Les deux hommes restèrent là pendant trois nuits. Durant tout ce temps, il y eut des combats sporadiques dans le quartier de l’entrepôt, et l’armée bloquait toujours le Boulevard Mesee. Les combats ne se rapprochèrent à aucun moment, mais il y avait beaucoup de soldats dans la rue, et les hommes qui se cachaient n’avaient aucune chance de sortir sans se faire prendre.

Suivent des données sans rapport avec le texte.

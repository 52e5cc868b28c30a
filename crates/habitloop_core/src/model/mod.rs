//! Domain model for obligations and their period lifecycle.
//!
//! # Responsibility
//! - Define canonical data structures used by core business logic.
//! - Keep recurrence arithmetic pure and free of persistence concerns.
//!
//! # Invariants
//! - Every record is identified by a stable UUID.
//! - Periods and entries are never deleted by the core, only finalized or
//!   appended.

pub mod entry;
pub mod obligation;
pub mod period;
pub mod recurrence;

Une fois, alors que son compagnon était éveillé, Shevek lui demanda :

— Si nous allions à la police, qu’est-ce qu’ils feraient de nous ?

L’homme sourit et murmura :

— Ils nous fusilleraient.

Son opinion semblait bien fondée car il y avait des tirs de mitraillettes depuis des heures dans le quartier, proches et lointains, et de temps en temps une forte explosion, et toujours le bourdonnement des hélicoptères. La raison de son sourire était moins claire.

Il mourut d’avoir trop perdu de sang, cette nuit-là, tandis qu’ils étaient allongés côte à côte pour se tenir chaud sur le matelas que Shevek avait improvisé avec de la paille tirée des caisses. Il était déjà raide lorsque Shevek se réveilla ; puis le vivant s’assit, et écouta le silence du grand sous-sol sombre, et de la rue, et de toute la ville ; un silence de mort.